By Jewish News Syndicate Staff  

“We said there will be no Palestinian state — indeed there will be no Palestinian state. This place is ours,” declared Israeli Prime Minister Benjamin Netanyahu to rousing applause at the festive signing of an “umbrella agreement” between the government and Ma’ale Adumim at the Judean city’s Cultural Center on Thursday evening.

The umbrella agreement commits the government to finance the construction of two new neighborhoods and the expansion of a third in a city that hasn’t seen a new neighborhood built in 20 years.

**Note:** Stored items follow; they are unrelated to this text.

/// Lifecycle state of a [`Pool`].
#[derive(Debug, Clone, Copy, PartialEq, Eq)]
pub enum PoolState {
    /// Built, workers not started.
    Idle,
    /// Workers started; the queue accepts tasks.
    Running,
    /// The queue is closed; workers finish what is queued and exit.
    Draining,
    /// Every worker has exited.
    Stopped,
}

impl PoolState {
    fn from_u8(v: u8) -> Self {
        match v {
            0 => PoolState::Idle,
            1 => PoolState::Running,
            2 => PoolState::Draining,
            _ => PoolState::Stopped,
        }
    }

    /// Returns a stable snake_case label for logs.
    pub fn as_label(&self) -> &'static str {
        match self {
            PoolState::Idle => "idle",
            PoolState::Running => "running",
            PoolState::Draining => "draining",
            PoolState::Stopped => "stopped",
        }
    }
}

/// A queued task together with its outstanding-count ticket.
///
/// Field order matters: the task is dropped before the ticket, so a result
/// future is completed before `wait()` can observe the task as done.
pub(crate) struct Job {
    pub(crate) task: TaskRef,
    pub(crate) ticket: Ticket,
}

/// State shared between the pool handle and its workers.
pub(crate) struct Shared {
    pub(crate) cfg: Config,
    pub(crate) queue: TaskQueue<Job>,
    pub(crate) pending: Arc<Pending>,
    pub(crate) errors: ErrorCollector,
    pub(crate) bus: Bus,
    state: AtomicU8,
    live_workers: AtomicUsize,
}
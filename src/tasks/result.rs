//! # Producer adapter behind `Pool::submit_with_result`.
//!
//! [`ResultTask`] wraps a value producer `Fn(CancellationToken) -> Future<Output = Result<T, TaskError>>`
//! into a plain [`Task`]. Each attempt stores its outcome; the [`TaskFuture`] is
//! completed **once**, with the outcome of the last attempt, when the task is
//! released by the worker (dropped after its final attempt).
//!
//! ```text
//! attempt 1 ──► Err(Fail) ──► store ─┐
//! attempt 2 ──► Ok(v)     ──► store ─┤
//!                                    ▼
//! worker drops task ──► finish() ──► completer.complete(Ok(v))
//! ```
//!
//! A task that never ran (refused, discarded, drained) has nothing stored; its
//! completer is dropped with the last reference and the future reads
//! [`TaskError::Abandoned`], unless the submitter rejected it explicitly.

use std::borrow::Cow;
use std::future::Future;
use std::panic::AssertUnwindSafe;
use std::sync::{Arc, Mutex, MutexGuard, PoisonError};

use futures::FutureExt;
use tokio_util::sync::CancellationToken;

use crate::core::panic_message;
use crate::error::{PoolError, TaskError};

use super::future::{Completer, TaskFuture, pair};
use super::task::{BoxTaskFuture, Task};

/// Shared between the task and the submitter.
pub(crate) struct Outcome<T> {
    last: Mutex<Option<Result<T, TaskError>>>,
    completer: Mutex<Option<Completer<T>>>,
}

impl<T> Outcome<T> {
    fn store(&self, res: Result<T, TaskError>) {
        *lock(&self.last) = Some(res);
    }

    /// Completes the future with the last stored outcome, if any attempt ran.
    fn finish(&self) {
        let Some(last) = lock(&self.last).take() else {
            return;
        };
        if let Some(completer) = lock(&self.completer).take() {
            completer.complete(last);
        }
    }

    /// Completes the future with the submission error.
    pub(crate) fn reject(&self, err: PoolError) {
        if let Some(completer) = lock(&self.completer).take() {
            completer.complete(Err(err.into()));
        }
    }
}

fn lock<V>(m: &Mutex<V>) -> MutexGuard<'_, V> {
    m.lock().unwrap_or_else(PoisonError::into_inner)
}

/// A value producer running as a pool task.
pub(crate) struct ResultTask<T, F> {
    name: Cow<'static, str>,
    f: F,
    outcome: Arc<Outcome<T>>,
}

impl<T, F> ResultTask<T, F> {
    /// Wraps `f`; returns the task, the submitter's handle on its outcome and
    /// the caller-facing future.
    pub(crate) fn new<Fut>(
        name: impl Into<Cow<'static, str>>,
        f: F,
    ) -> (Arc<Self>, Arc<Outcome<T>>, TaskFuture<T>)
    where
        F: Fn(CancellationToken) -> Fut,
        Fut: Future<Output = Result<T, TaskError>>,
    {
        let (completer, fut) = pair();
        let outcome = Arc::new(Outcome {
            last: Mutex::new(None),
            completer: Mutex::new(Some(completer)),
        });
        let task = Arc::new(Self {
            name: name.into(),
            f,
            outcome: Arc::clone(&outcome),
        });
        (task, outcome, fut)
    }
}

impl<T, F> Drop for ResultTask<T, F> {
    fn drop(&mut self) {
        self.outcome.finish();
    }
}

impl<T, Fnc, Fut> Task for ResultTask<T, Fnc>
where
    T: Send + Sync + 'static,
    Fnc: Fn(CancellationToken) -> Fut + Send + Sync + 'static,
    Fut: Future<Output = Result<T, TaskError>> + Send + 'static,
{
    fn name(&self) -> &str {
        &self.name
    }

    fn spawn(&self, ctx: CancellationToken) -> BoxTaskFuture {
        let outcome = Arc::clone(&self.outcome);
        let created = std::panic::catch_unwind(AssertUnwindSafe(|| (self.f)(ctx)));

        Box::pin(async move {
            let res = match created {
                Ok(fut) => match AssertUnwindSafe(fut).catch_unwind().await {
                    Ok(res) => res,
                    Err(payload) => Err(TaskError::Panicked {
                        message: panic_message(payload.as_ref()),
                    }),
                },
                Err(payload) => Err(TaskError::Panicked {
                    message: panic_message(payload.as_ref()),
                }),
            };
            let status = match &res {
                Ok(_) => Ok(()),
                Err(e) => Err(e.clone()),
            };
            outcome.store(res);
            status
        })
    }
}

In repudiating a Palestinian state, Netanyahu referred to the most strategically important part of the agreement—the building of a new neighborhood in E1 (“East 1”)—an area, once built, both Israel and the Palestinians agree threatens Arab geographic contiguity, making it far more difficult to establish a viable Palestinian state.

Various obstacles, chief among them international pressure, have left E1, a 12-square-kilometer (4.6 sq. mile) area in Judea, virtually untouched for decades, despite support for construction by every Israeli government starting from Yitzhak Rabin’s in 1994, which first proposed the idea.

It is little wonder then that Ma’ale Adumim, which this year celebrates the 50th anniversary of its founding, turned the signing of the umbrella agreement into a celebratory event with music and dancing.

About 500 people, mostly locals, attended, waving Israeli flags and cheering on the prime minister, the city mayor, Guy Yifrach, Minister of Construction and Housing Haim Katz and Finance Minister Bezalel Smotrich, all of whom signed the agreement.

Other ministers who attended were Minister of Environmental Protection Idit Silman, Education Minister Yoav Kisch, Diaspora Affairs Minister Amichai Chikli, Communications Minister Shlomo Karhi, and Ze’ev Elkin, a minister in the Finance Ministry.

The umbrella agreement provides for 7,000 new housing units, enough to house 30,000 residents. Ma’ale Adumim is currently home to 40,000.

“[T]his is about to realize the doubling of the city of Ma’ale Adumim. There will be 70,000 people here in five years. That will be a huge change,” Netanyahu told the audience.

The agreement provides 500 million shekels ($150 million) for infrastructure (this will include improvements to the entire city) and 700 million shekels ($210 million) for developing the two new neighborhoods — E1 (3,400 housing units) and Tzipor HaMidbar (“Bird of the Desert”) (3,500 units).